To provide certainty to investors, all shares acquired before April 1, 2017 will be grandfathered and not subject to capital gain income tax, irrespective of the sell date. From April 1, 2017, a two-year transition period starts during which capital gains on shares will be taxed in the source country at half the normal tax rate. After that, from April 1, 2019 onwards, all companies identified as a shell or conduit company will be subject to the full tax rate in the source country, currently standing at 15 percent in India.

Related Link Icon-IB RELATED: Dissecting the India-Mauritius Amended Tax Treaty

Looking forward

The amendment of India’s capital gain tax treaties is part of the country’s larger battle against black money laundering. Other measures include the recently signed “Joint Declaration” with Switzerland, allowing for automatic exchange of information between the two countries. As a result, as of September 2019, the Indian government will be able to receive financial information of accounts held by Indians in Switzerland from 2018 onwards. The other well-known measure is the replacement of INR 500 and INR 1,000 currency notes with the newly introduced INR 500 and INR 2,000 notes to battle corruption.

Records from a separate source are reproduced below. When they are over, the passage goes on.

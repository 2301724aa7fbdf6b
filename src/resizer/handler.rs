//! # 核心编排模块
//!
//! ## 设计思路
//!
//! `ResizeHandler` 只负责流程编排与配置管理，不直接与 Tauri 绑定。
//! 处理链路固定为：
//! 1. 读取配置快照
//! 2. 载荷判定为 `ResizeRequest`
//! 3. 归一化输入字节
//! 4. 缩放并重新编码
//! 5. 按输出模式路由（保存或剪贴板）
//! 6. 发送唯一的完成信号
//!
//! ## 实现思路
//!
//! - 配置通过 `Arc<RwLock<ResizerConfig>>` 支持运行时切换档位。
//! - 单次请求内使用同一配置快照，避免处理中途配置漂移。
//! - 所有失败在 `handle` 中统一捕获、记录并转换为 `image:error`，
//!   进程不会因为单个请求失败而退出。
//! - 记录 `normalize/resize/route/total` 阶段耗时，便于性能诊断。

use std::sync::{Arc, PoisonError, RwLock};
use std::time::Instant;

use super::normalizer::normalize;
use super::notifier::{report, CompletionNotifier};
use super::pipeline::resize_image;
use super::request::{ResizeOutcome, ResizeRequest, ResizeRequestPayload};
use super::router::{Delivery, OutputRouter};
use super::{ResizeError, ResizeQuality, ResizerConfig};

/// 缩放请求处理器。
#[derive(Clone)]
pub struct ResizeHandler {
    config: Arc<RwLock<ResizerConfig>>,
}

impl ResizeHandler {
    pub fn new(config: ResizerConfig) -> Self {
        Self {
            config: Arc::new(RwLock::new(config)),
        }
    }

    /// 获取配置快照，保证单次请求链路使用一致参数。
    pub fn config_snapshot(&self) -> ResizerConfig {
        self.config
            .read()
            .unwrap_or_else(PoisonError::into_inner)
            .clone()
    }

    pub fn set_quality(&self, quality: ResizeQuality) {
        let mut config = self.config.write().unwrap_or_else(PoisonError::into_inner);
        config.quality = quality;
        log::info!("⚙️ 已切换缩放档位：{}", quality.as_str());
    }

    pub fn quality(&self) -> ResizeQuality {
        self.config.read().unwrap_or_else(PoisonError::into_inner).quality
    }

    /// 请求入口：处理载荷并向 `notifier` 发送且仅发送一个信号。
    pub async fn handle(
        &self,
        payload: ResizeRequestPayload,
        router: &OutputRouter,
        notifier: &dyn CompletionNotifier,
    ) -> ResizeOutcome {
        let config = self.config_snapshot();
        let result = match ResizeRequest::from_payload(payload, &config) {
            Ok(request) => self.process(request, router, &config).await,
            Err(err) => Err(err),
        };
        report(notifier, result)
    }

    /// 执行 归一化 → 缩放 → 路由。
    pub async fn process(
        &self,
        request: ResizeRequest,
        router: &OutputRouter,
        config: &ResizerConfig,
    ) -> Result<Delivery, ResizeError> {
        log::info!(
            "🖼️ 开始缩放 - 名称: {} 来源: {} 目标: {}x{} 模式: {}",
            request.display_name,
            request.source.hint(),
            request.width,
            request.height,
            request.output_mode.as_str()
        );
        let total_start = Instant::now();

        let normalize_start = Instant::now();
        let source = request.source.clone();
        let normalize_config = config.clone();
        let canonical = tokio::task::spawn_blocking(move || normalize(source, &normalize_config))
            .await
            .map_err(|e| ResizeError::InvalidInput(format!("线程执行失败：{}", e)))??;
        let normalize_elapsed = normalize_start.elapsed();

        let resize_start = Instant::now();
        let (width, height) = (request.width, request.height);
        let resize_config = config.clone();
        let resized =
            tokio::task::spawn_blocking(move || resize_image(&canonical, width, height, &resize_config))
                .await
                .map_err(|e| ResizeError::ResizeFailure(format!("线程执行失败：{}", e)))??;
        let resize_elapsed = resize_start.elapsed();

        let route_start = Instant::now();
        let delivery = router.route(resized, &request, config).await?;
        let route_elapsed = route_start.elapsed();

        log::info!(
            "✅ 缩放请求完成 - {:?} normalize={}ms resize={}ms route={}ms total={}ms",
            delivery,
            normalize_elapsed.as_millis(),
            resize_elapsed.as_millis(),
            route_elapsed.as_millis(),
            total_start.elapsed().as_millis()
        );

        Ok(delivery)
    }
}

For international investors, the treaty amendments indicate that they may have to look at different investment models. Analysts frequently point to the Netherlands as an alternative. Given the preferential corporate tax environment in the country and its treaty with India, the Dutch route is hinted as the preferential one. For now, the Dutch and Indian governments have indicated that they will leave the existing treaty unchanged. However, this could turn out to be temporary as it is possible that India may be looking to adopt uniform taxes for all investors in the future, thereby taxing all investments equally, irrespective of the destination.

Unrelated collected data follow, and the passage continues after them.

//! # 输出路由模块
//!
//! ## 设计思路
//!
//! 缩放结果只有两个去向，且每个请求只走其中一个：
//! - `Save`：写入固定输出目录，并在文件管理器中打开该目录
//! - `Clipboard`：转换为剪贴板原生 RGBA 图像并写入系统剪贴板
//!
//! 剪贴板与“打开目录”两个外部副作用抽象为 `ClipboardSink` / `DirectoryRevealer`，
//! 生产环境使用系统实现，测试注入记录型替身。
//!
//! ## 实现思路
//!
//! 文件写入与剪贴板写入都是阻塞调用，统一放入 `spawn_blocking`，
//! 请求处理期间前端保持响应。

use std::fs;
use std::path::{Path, PathBuf};
use std::sync::Arc;

use image::GenericImageView;

use super::clipboard::SystemClipboard;
use super::request::{OutputMode, ResizeRequest};
use super::reveal::SystemRevealer;
use super::source::{ClipboardImage, ResizedImage};
use super::{ResizeError, ResizerConfig};

/// 剪贴板写入端。
pub trait ClipboardSink: Send + Sync {
    fn write_image(&self, image: ClipboardImage) -> Result<(), ResizeError>;
}

/// 在系统文件管理器中打开目录。
pub trait DirectoryRevealer: Send + Sync {
    fn reveal(&self, dir: &Path) -> Result<(), ResizeError>;
}

/// 路由结果。
#[derive(Debug, Clone, PartialEq, Eq)]
pub enum Delivery {
    /// 已写入磁盘，附带完整路径。
    Saved(PathBuf),
    /// 已写入剪贴板。
    Copied,
}

/// 输出路由器，持有输出目录与两个外部副作用端。
#[derive(Clone)]
pub struct OutputRouter {
    output_dir: PathBuf,
    clipboard: Arc<dyn ClipboardSink>,
    revealer: Arc<dyn DirectoryRevealer>,
}

impl OutputRouter {
    pub fn new(
        output_dir: PathBuf,
        clipboard: Arc<dyn ClipboardSink>,
        revealer: Arc<dyn DirectoryRevealer>,
    ) -> Self {
        Self {
            output_dir,
            clipboard,
            revealer,
        }
    }

    /// 使用常驻的系统剪贴板与系统文件管理器。
    pub fn system(output_dir: PathBuf, clipboard: Arc<SystemClipboard>) -> Self {
        Self::new(output_dir, clipboard, Arc::new(SystemRevealer))
    }

    /// 按请求的输出模式分派，二者互斥。
    pub async fn route(
        &self,
        resized: ResizedImage,
        request: &ResizeRequest,
        config: &ResizerConfig,
    ) -> Result<Delivery, ResizeError> {
        match request.output_mode {
            OutputMode::Save => {
                let file_name = output_file_name(
                    &request.display_name,
                    request.width,
                    request.height,
                    &config.default_extension,
                );
                let dir = self.output_dir.clone();
                let path = tokio::task::spawn_blocking(move || save_to_dir(&dir, &file_name, &resized.bytes))
                    .await
                    .map_err(|e| ResizeError::Write(format!("线程执行失败：{}", e)))??;

                if config.reveal_after_save {
                    if let Err(err) = self.revealer.reveal(&self.output_dir) {
                        log::warn!("⚠️ 打开输出目录失败（不影响保存结果）：{}", err);
                    }
                }
                Ok(Delivery::Saved(path))
            }
            OutputMode::Clipboard => {
                let clipboard = Arc::clone(&self.clipboard);
                tokio::task::spawn_blocking(move || {
                    let image = to_clipboard_image(&resized.bytes)?;
                    clipboard.write_image(image)
                })
                .await
                .map_err(|e| ResizeError::ClipboardUnavailable(format!("线程执行失败：{}", e)))??;
                Ok(Delivery::Copied)
            }
        }
    }
}

/// 在原扩展名前插入 `-{width}-{height}`；没有扩展名时使用 `default_extension`。
///
/// `photo.jpg` + 200×100 → `photo-200-100.jpg`，`photo` → `photo-200-100.png`。
pub fn output_file_name(display_name: &str, width: u32, height: u32, default_extension: &str) -> String {
    let path = Path::new(display_name);
    let stem = path
        .file_stem()
        .map(|s| s.to_string_lossy().into_owned())
        .unwrap_or_else(|| display_name.to_string());
    let extension = path
        .extension()
        .map(|e| e.to_string_lossy().into_owned())
        .filter(|e| !e.is_empty())
        .unwrap_or_else(|| default_extension.trim_start_matches('.').to_string());

    format!("{}-{}-{}.{}", stem, width, height, extension)
}

/// 确保目录存在并写入文件，返回完整路径。同名文件直接覆盖。
pub fn save_to_dir(dir: &Path, file_name: &str, bytes: &[u8]) -> Result<PathBuf, ResizeError> {
    fs::create_dir_all(dir)
        .map_err(|e| ResizeError::Write(format!("创建输出目录 '{}' 失败：{}", dir.display(), e)))?;

    let path = dir.join(file_name);
    fs::write(&path, bytes)
        .map_err(|e| ResizeError::Write(format!("写入 '{}' 失败：{}", path.display(), e)))?;

    log::info!("💾 已保存缩放结果 - {}", path.display());
    Ok(path)
}

/// 将已编码图片转换为剪贴板原生 RGBA 表示。
pub fn to_clipboard_image(bytes: &[u8]) -> Result<ClipboardImage, ResizeError> {
    if bytes.is_empty() {
        return Err(ResizeError::ClipboardConversion("图片内容为空".to_string()));
    }

    let decoded = image::load_from_memory(bytes)
        .map_err(|e| ResizeError::ClipboardConversion(format!("无法解码缩放结果：{}", e)))?;
    let (width, height) = decoded.dimensions();
    if width == 0 || height == 0 {
        return Err(ResizeError::ClipboardConversion(format!(
            "图像尺寸无效：{}x{}",
            width, height
        )));
    }

    let rgba = decoded.to_rgba8().into_raw();
    let expected_len = (width as usize) * (height as usize) * 4;
    if rgba.len() != expected_len {
        return Err(ResizeError::ClipboardConversion("像素数据长度异常".to_string()));
    }

    Ok(ClipboardImage {
        width: width as usize,
        height: height as usize,
        bytes: rgba,
    })
}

For Singapore, it remains to be seen how these changes will affect its relations with India in the future. As the Mauritius-India DTAA was without any LOB clauses before the coming amendment, whereas the DTAA with Singapore already had a less stringent LOB provision, the relative advantage of Singapore to Mauritius has actually increased. As such, it already overtook Mauritius as the largest FDI provider in the 2015/2016 fiscal year as investors anticipated the treaty amendments.

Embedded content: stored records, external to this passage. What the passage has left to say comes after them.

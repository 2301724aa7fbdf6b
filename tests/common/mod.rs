// Shared fakes for the resize flow tests
#![allow(dead_code)]

use std::io::Cursor;
use std::path::{Path, PathBuf};
use std::sync::{Arc, Mutex};

use image::{DynamicImage, ImageBuffer, ImageFormat, Rgba};
use image_resizer::resizer::{
    ClipboardImage, ClipboardSink, CompletionNotifier, DirectoryRevealer, OutputRouter,
    ResizeError, ResizeRequestPayload,
};

#[derive(Default)]
pub struct RecordingClipboard {
    pub images: Mutex<Vec<ClipboardImage>>,
    pub fail_with: Option<String>,
}

impl ClipboardSink for RecordingClipboard {
    fn write_image(&self, image: ClipboardImage) -> Result<(), ResizeError> {
        if let Some(message) = &self.fail_with {
            return Err(ResizeError::ClipboardUnavailable(message.clone()));
        }
        self.images.lock().unwrap().push(image);
        Ok(())
    }
}

#[derive(Default)]
pub struct RecordingRevealer {
    pub revealed: Mutex<Vec<PathBuf>>,
    pub fail: bool,
}

impl DirectoryRevealer for RecordingRevealer {
    fn reveal(&self, dir: &Path) -> Result<(), ResizeError> {
        self.revealed.lock().unwrap().push(dir.to_path_buf());
        if self.fail {
            return Err(ResizeError::Write("no file manager".to_string()));
        }
        Ok(())
    }
}

#[derive(Debug, Clone, PartialEq, Eq)]
pub enum Signal {
    Done,
    Error(String),
}

#[derive(Default)]
pub struct RecordingNotifier {
    pub signals: Mutex<Vec<Signal>>,
}

impl RecordingNotifier {
    pub fn signals(&self) -> Vec<Signal> {
        self.signals.lock().unwrap().clone()
    }
}

impl CompletionNotifier for RecordingNotifier {
    fn done(&self) {
        self.signals.lock().unwrap().push(Signal::Done);
    }

    fn error(&self, message: &str) {
        self.signals.lock().unwrap().push(Signal::Error(message.to_string()));
    }
}

pub struct Harness {
    pub root: tempfile::TempDir,
    pub output_dir: PathBuf,
    pub clipboard: Arc<RecordingClipboard>,
    pub revealer: Arc<RecordingRevealer>,
    pub notifier: RecordingNotifier,
    pub router: OutputRouter,
}

impl Harness {
    pub fn new() -> Self {
        Self::with_fakes(RecordingClipboard::default(), RecordingRevealer::default())
    }

    pub fn with_fakes(clipboard: RecordingClipboard, revealer: RecordingRevealer) -> Self {
        let root = tempfile::tempdir().expect("tempdir");
        let output_dir = root.path().join("imageresizer");
        let clipboard = Arc::new(clipboard);
        let revealer = Arc::new(revealer);
        let router = OutputRouter::new(
            output_dir.clone(),
            clipboard.clone() as Arc<dyn ClipboardSink>,
            revealer.clone() as Arc<dyn DirectoryRevealer>,
        );
        Self {
            root,
            output_dir,
            clipboard,
            revealer,
            notifier: RecordingNotifier::default(),
            router,
        }
    }

    pub fn output_files(&self) -> Vec<String> {
        let Ok(entries) = std::fs::read_dir(&self.output_dir) else {
            return Vec::new();
        };
        let mut names: Vec<String> = entries
            .flatten()
            .map(|e| e.file_name().to_string_lossy().into_owned())
            .collect();
        names.sort();
        names
    }
}

pub fn encode_image(width: u32, height: u32, format: ImageFormat) -> Vec<u8> {
    let img = ImageBuffer::from_fn(width, height, |x, y| {
        Rgba([(x % 255) as u8, (y % 255) as u8, ((x * 3 + y) % 255) as u8, 255])
    });
    let dyn_img = match format {
        ImageFormat::Jpeg => DynamicImage::ImageRgb8(DynamicImage::ImageRgba8(img).to_rgb8()),
        _ => DynamicImage::ImageRgba8(img),
    };
    let mut cursor = Cursor::new(Vec::new());
    dyn_img
        .write_to(&mut cursor, format)
        .expect("failed to encode test image");
    cursor.into_inner()
}

pub fn payload(value: serde_json::Value) -> ResizeRequestPayload {
    serde_json::from_value(value).expect("payload should deserialize")
}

Looking forward, it can be expected that India will level the playing field for all countries and thus, eliminate the relative advantage of all countries with treaties still in place. In that case, the stable relationship between Singapore and India might turn out to be fruitful for future cooperation. With many Indian investors in Singapore and vice versa, it is likely that Singapore will remain one of the main providers of FDI to India. Furthermore, Singapore’s economic stability, strategic location, and role within the ASEAN region can help to maintain its status as a stopover for investments into India. In any case, in order to define the optimal entry strategy for India, foreign investors are advised to keep a close eye on developments in the years to come.